Will Apple create a multiradio iPad to handle the unique situation of two incompatible technologies on three nonoverlapping 3G radio bands in the United States? On one hand, that strategy would give Apple a single device to manufacture, which is simpler to manage. On the other hand, that strategy would increase the cost for each model for everyone in the world just to handle a U.S.-specific problem. I bet we'll see two editions: a GSM version that will add T-Mobile's radio spectrum to the currently supported bands, and a CDMA version that could work on Verizon and Sprint. But it's a close bet. And even if the devices support all four U.S. carriers, that doesn't mean Apple will reach agreements with all four.
[Updated Jan. 11, 2011]Given that Apple designed a separate iPhone model for Verizon Wireless, I'm betting we'll see a separate iPad model for Verizon as well.
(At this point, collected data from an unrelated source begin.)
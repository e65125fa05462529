// Copyright (c) 2025 Felix Kahle.
//
// Permission is hereby granted, free of charge, to any person obtaining
// a copy of this software and associated documentation files (the
// "Software"), to deal in the Software without restriction, including
// without limitation the rights to use, copy, modify, merge, publish,
// distribute, sublicense, and/or sell copies of the Software, and to
// permit persons to whom the Software is furnished to do so, subject to
// the following conditions:
//
// The above copyright notice and this permission notice shall be
// included in all copies or substantial portions of the Software.
//
// THE SOFTWARE IS PROVIDED "AS IS", WITHOUT WARRANTY OF ANY KIND,
// EXPRESS OR IMPLIED, INCLUDING BUT NOT LIMITED TO THE WARRANTIES OF
// MERCHANTABILITY, FITNESS FOR A PARTICULAR PURPOSE AND
// NONINFRINGEMENT. IN NO EVENT SHALL THE AUTHORS OR COPYRIGHT HOLDERS BE
// LIABLE FOR ANY CLAIM, DAMAGES OR OTHER LIABILITY, WHETHER IN AN ACTION
// OF CONTRACT, TORT OR OTHERWISE, ARISING FROM, OUT OF OR IN CONNECTION
// WITH THE SOFTWARE OR THE USE OR OTHER DEALINGS IN THE SOFTWARE.

//! # Candidate Evaluation and Ranking
//!
//! The `Evaluator` turns a candidate schedule into a scalar score, higher
//! is better. It is a pure function of the candidate and the
//! configuration, with no hidden state, so every strategy calls it
//! identically: the exact strategies for final ranking, the genetic and
//! local-search families as their fitness/objective function. Comparable
//! scores across strategies are what make the benchmark harness
//! meaningful.
//!
//! Composition:
//! - a credit term rewarding total credit up to the configured ceiling
//!   (the cap is enforced upstream by pruning; the term never rewards
//!   beyond the ceiling),
//! - a large constant penalty per conflicting pair,
//! - a bonus per section whose kind appears in the configured priority
//!   order, weighted by position (earlier kinds earn more).
//!
//! `rank_candidates` applies the contract's canonical total order: score
//! descending, then fewer conflict pairs, then higher credit, then
//! lexicographic chosen-code order. Every strategy routes its results
//! through it, which is what makes the deterministic strategies
//! idempotent.

use std::cmp::Ordering;
use tabula_model::{
    candidate::ScheduleCandidate, catalog::Catalog, config::SearchConfig, index::SectionIndex,
};

/// Scores candidate schedules. Stateless; safe to share freely.
#[derive(Debug, Clone, Copy, Default, PartialEq, Eq)]
pub struct Evaluator;

impl Evaluator {
    /// Reward per credit point up to the ceiling.
    pub const CREDIT_WEIGHT: f64 = 10.0;
    /// Penalty per conflicting pair. Large enough that one conflict
    /// outweighs any achievable credit or priority gain.
    pub const CONFLICT_PENALTY: f64 = 1_000.0;
    /// Bonus per priority-order rank step, per matching section.
    pub const PRIORITY_WEIGHT: f64 = 5.0;

    #[inline]
    pub fn new() -> Self {
        Self
    }

    /// Scores a (possibly partial) selection from its raw metrics.
    ///
    /// The credit term saturates at `config.max_credit`; callers prune
    /// above the ceiling, but saturation keeps the function well-defined
    /// for arbitrary inputs.
    pub fn score(
        &self,
        catalog: &Catalog,
        config: &SearchConfig,
        sections: &[SectionIndex],
        total_credit: u32,
        conflict_pairs: u32,
    ) -> f64 {
        let credited = total_credit.min(config.max_credit);
        let credit_term = f64::from(credited) * Self::CREDIT_WEIGHT;
        let conflict_term = f64::from(conflict_pairs) * Self::CONFLICT_PENALTY;

        let ranks = config.priority_order.len();
        let mut priority_term = 0.0;
        for &section in sections {
            let kind = catalog.section(section).kind();
            if let Some(position) = config.priority_order.iter().position(|&k| k == kind) {
                priority_term += ((ranks - position) as f64) * Self::PRIORITY_WEIGHT;
            }
        }

        credit_term - conflict_term + priority_term
    }

    /// Scores a finished candidate.
    #[inline]
    pub fn score_candidate(
        &self,
        catalog: &Catalog,
        config: &SearchConfig,
        candidate: &ScheduleCandidate,
    ) -> f64 {
        self.score(
            catalog,
            config,
            candidate.sections(),
            candidate.total_credit(),
            candidate.conflict_pairs(),
        )
    }
}

/// The canonical candidate order of the scheduler contract: score
/// descending, then fewer conflict pairs, then higher credit, then
/// lexicographic order of chosen section codes.
pub fn compare_candidates(
    catalog: &Catalog,
    a: &ScheduleCandidate,
    b: &ScheduleCandidate,
) -> Ordering {
    b.score()
        .total_cmp(&a.score())
        .then_with(|| a.conflict_pairs().cmp(&b.conflict_pairs()))
        .then_with(|| b.total_credit().cmp(&a.total_credit()))
        .then_with(|| {
            let codes_a = a.section_codes(catalog);
            let codes_b = b.section_codes(catalog);
            codes_a.cmp(&codes_b)
        })
}

/// Sorts candidates into the canonical order, removes duplicate
/// selections, and truncates to `max_results`.
pub fn rank_candidates(
    catalog: &Catalog,
    candidates: &mut Vec<ScheduleCandidate>,
    max_results: usize,
) {
    candidates.sort_by(|a, b| compare_candidates(catalog, a, b));
    // Identical selections carry identical metrics and sort adjacently.
    candidates.dedup_by(|a, b| a.sections() == b.sections());
    candidates.truncate(max_results);
}

/// A bounded collection of the best candidates seen so far.
///
/// The population and local-search strategies stream many candidates over
/// their run; the pool keeps the working set bounded independent of run
/// length by re-ranking and truncating whenever it grows past a small
/// multiple of `max_results`.
#[derive(Debug, Clone)]
pub struct CandidatePool {
    candidates: Vec<ScheduleCandidate>,
    max_results: usize,
}

impl CandidatePool {
    /// Compaction threshold, as a multiple of `max_results`.
    const SLACK: usize = 4;

    /// Creates a pool that retains at most `max_results` candidates.
    #[inline]
    pub fn new(max_results: usize) -> Self {
        Self {
            candidates: Vec::new(),
            max_results,
        }
    }

    /// Adds a candidate, compacting if the pool has grown too large.
    pub fn push(&mut self, catalog: &Catalog, candidate: ScheduleCandidate) {
        self.candidates.push(candidate);
        if self.candidates.len() > self.max_results.saturating_mul(Self::SLACK).max(8) {
            rank_candidates(catalog, &mut self.candidates, self.max_results);
        }
    }

    /// Returns the number of currently pooled candidates.
    #[inline]
    pub fn len(&self) -> usize {
        self.candidates.len()
    }

    /// Returns `true` if the pool is empty.
    #[inline]
    pub fn is_empty(&self) -> bool {
        self.candidates.is_empty()
    }

    /// Finalizes the pool into the ranked, truncated result list.
    pub fn into_ranked(mut self, catalog: &Catalog) -> Vec<ScheduleCandidate> {
        rank_candidates(catalog, &mut self.candidates, self.max_results);
        self.candidates
    }
}

#[cfg(test)]
mod tests {
    use super::*;
    use tabula_model::catalog::CatalogBuilder;
    use tabula_model::section::{SectionKind, SectionRecord};
    use tabula_model::slot::{Day, TimeSlot};

    fn record(code: &str, main: &str, kind: SectionKind, slots: &[(Day, u8)]) -> SectionRecord {
        SectionRecord {
            code: code.to_string(),
            main_code: main.to_string(),
            name: format!("Course {}", main),
            credit: 6,
            kind,
            slots: slots.iter().map(|&(d, p)| TimeSlot::new(d, p)).collect(),
            instructor: "N.N.".to_string(),
        }
    }

    fn catalog() -> Catalog {
        let mut builder = CatalogBuilder::new();
        builder.push(record(
            "CS101-A",
            "CS101",
            SectionKind::Lecture,
            &[(Day::Monday, 1)],
        ));
        builder.push(record(
            "CS101-L",
            "CS101L",
            SectionKind::Lab,
            &[(Day::Tuesday, 1)],
        ));
        builder.push(record(
            "MATH101-A",
            "MATH101",
            SectionKind::Lecture,
            &[(Day::Wednesday, 1)],
        ));
        builder.build().unwrap()
    }

    fn si(i: usize) -> SectionIndex {
        SectionIndex::new(i)
    }

    #[test]
    fn test_score_rewards_credit_up_to_cap() {
        let cat = catalog();
        let config = SearchConfig::new(12).with_priority_order([]);
        let eval = Evaluator::new();

        let six = eval.score(&cat, &config, &[], 6, 0);
        let twelve = eval.score(&cat, &config, &[], 12, 0);
        let twenty = eval.score(&cat, &config, &[], 20, 0);

        assert_eq!(six, 60.0);
        assert_eq!(twelve, 120.0);
        assert_eq!(twenty, 120.0, "credit term saturates at the ceiling");
    }

    #[test]
    fn test_one_conflict_outweighs_any_credit_gain() {
        let cat = catalog();
        let config = SearchConfig::new(40).with_priority_order([]);
        let eval = Evaluator::new();

        let clean = eval.score(&cat, &config, &[], 6, 0);
        let conflicted = eval.score(&cat, &config, &[], 40, 1);
        assert!(
            clean > conflicted,
            "a single conflicting pair must dominate the maximal credit reward"
        );
    }

    #[test]
    fn test_priority_bonus_prefers_earlier_kinds() {
        let cat = catalog();
        let config = SearchConfig::new(40)
            .with_priority_order([SectionKind::Lecture, SectionKind::Lab]);
        let eval = Evaluator::new();

        // Section 0 is a lecture (rank 1 of 2), section 1 a lab (rank 2 of 2).
        let lecture = eval.score(&cat, &config, &[si(0)], 6, 0);
        let lab = eval.score(&cat, &config, &[si(1)], 6, 0);

        assert_eq!(lecture - lab, Evaluator::PRIORITY_WEIGHT);
    }

    #[test]
    fn test_kind_missing_from_priority_order_earns_no_bonus() {
        let cat = catalog();
        let config = SearchConfig::new(40).with_priority_order([SectionKind::Lab]);
        let eval = Evaluator::new();

        let lecture = eval.score(&cat, &config, &[si(0)], 6, 0);
        let bare = eval.score(&cat, &config, &[], 6, 0);
        assert_eq!(lecture, bare);
    }

    #[test]
    fn test_score_is_pure() {
        let cat = catalog();
        let config = SearchConfig::new(20);
        let eval = Evaluator::new();
        let first = eval.score(&cat, &config, &[si(0), si(2)], 12, 0);
        let second = eval.score(&cat, &config, &[si(0), si(2)], 12, 0);
        assert_eq!(first, second);
    }

    #[test]
    fn test_rank_orders_by_score_then_tiebreaks() {
        let cat = catalog();

        let strong = ScheduleCandidate::new(vec![si(0), si(2)], 12, 0, 130.0);
        let weak = ScheduleCandidate::new(vec![si(0)], 6, 0, 70.0);
        // Same score as `weak` but one conflict pair: loses the tie.
        let conflicted = ScheduleCandidate::new(vec![si(1)], 6, 1, 70.0);

        let mut candidates = vec![conflicted.clone(), weak.clone(), strong.clone()];
        rank_candidates(&cat, &mut candidates, 10);

        assert_eq!(candidates, vec![strong, weak, conflicted]);
    }

    #[test]
    fn test_rank_breaks_full_ties_lexicographically() {
        let cat = catalog();
        // Same score, conflicts, credit; "CS101-A" < "MATH101-A".
        let a = ScheduleCandidate::new(vec![si(0)], 6, 0, 70.0);
        let b = ScheduleCandidate::new(vec![si(2)], 6, 0, 70.0);

        let mut candidates = vec![b.clone(), a.clone()];
        rank_candidates(&cat, &mut candidates, 10);
        assert_eq!(candidates, vec![a, b]);
    }

    #[test]
    fn test_rank_dedups_and_truncates() {
        let cat = catalog();
        let a = ScheduleCandidate::new(vec![si(0)], 6, 0, 70.0);
        let duplicate = a.clone();
        let b = ScheduleCandidate::new(vec![si(2)], 6, 0, 70.0);

        let mut candidates = vec![a.clone(), duplicate, b];
        rank_candidates(&cat, &mut candidates, 1);
        assert_eq!(candidates, vec![a]);
    }
}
What the iPad 2 really needs
The iPad would benefit from most of what the rumormongers would like to see, but they're not essential capabilities. Apple is no doubt working on some surprise "and another thing" technology -- wireless USB, perhaps? -- for the iPad 2 or some later model, in addition to the more predictable hardware improvements.
What I also hope it's doing is making the iPad more able to act as a computer. The iPad is already pretty darn good hardware, but it has software gaps that need filling.
The biggest gap in the iPad is the Safari browser. It's not equal to the desktop Safari browser, which means a lot of websites and cloud services don't work on it. That needs to change -- especially if Google's forthcoming Chrome OS and the cloud-only laptops that run it end the inequality that mobile Chrome also suffers vis à vis its desktop version.
After that, the iPad needs to be more keyboard-friendly such as by adding the full complement of shortcuts found on a Mac to the iPad's on-screen keyboard (as well as to external keyboards, which now support only some shortcuts), so textual apps require less shifting by the user between on-screen buttons and the keyboard. Doing so would also equalize the iPad with the MacBook and let it be Apple's new-era answer to the netbook, without cutting into the MacBooks' hard-core applications advantage.
Neither of these software improvements is as sexy as a hardware upgrade. But they'd be more useful. And they'd improve the iPad 1, too.
This article, "The iPad 2's new features: Which rumors are realistic?," was originally published at InfoWorld.com. Read more of Gruman et al.'s Mobile Edge blog and follow the latest developments in mobile technology at InfoWorld.com.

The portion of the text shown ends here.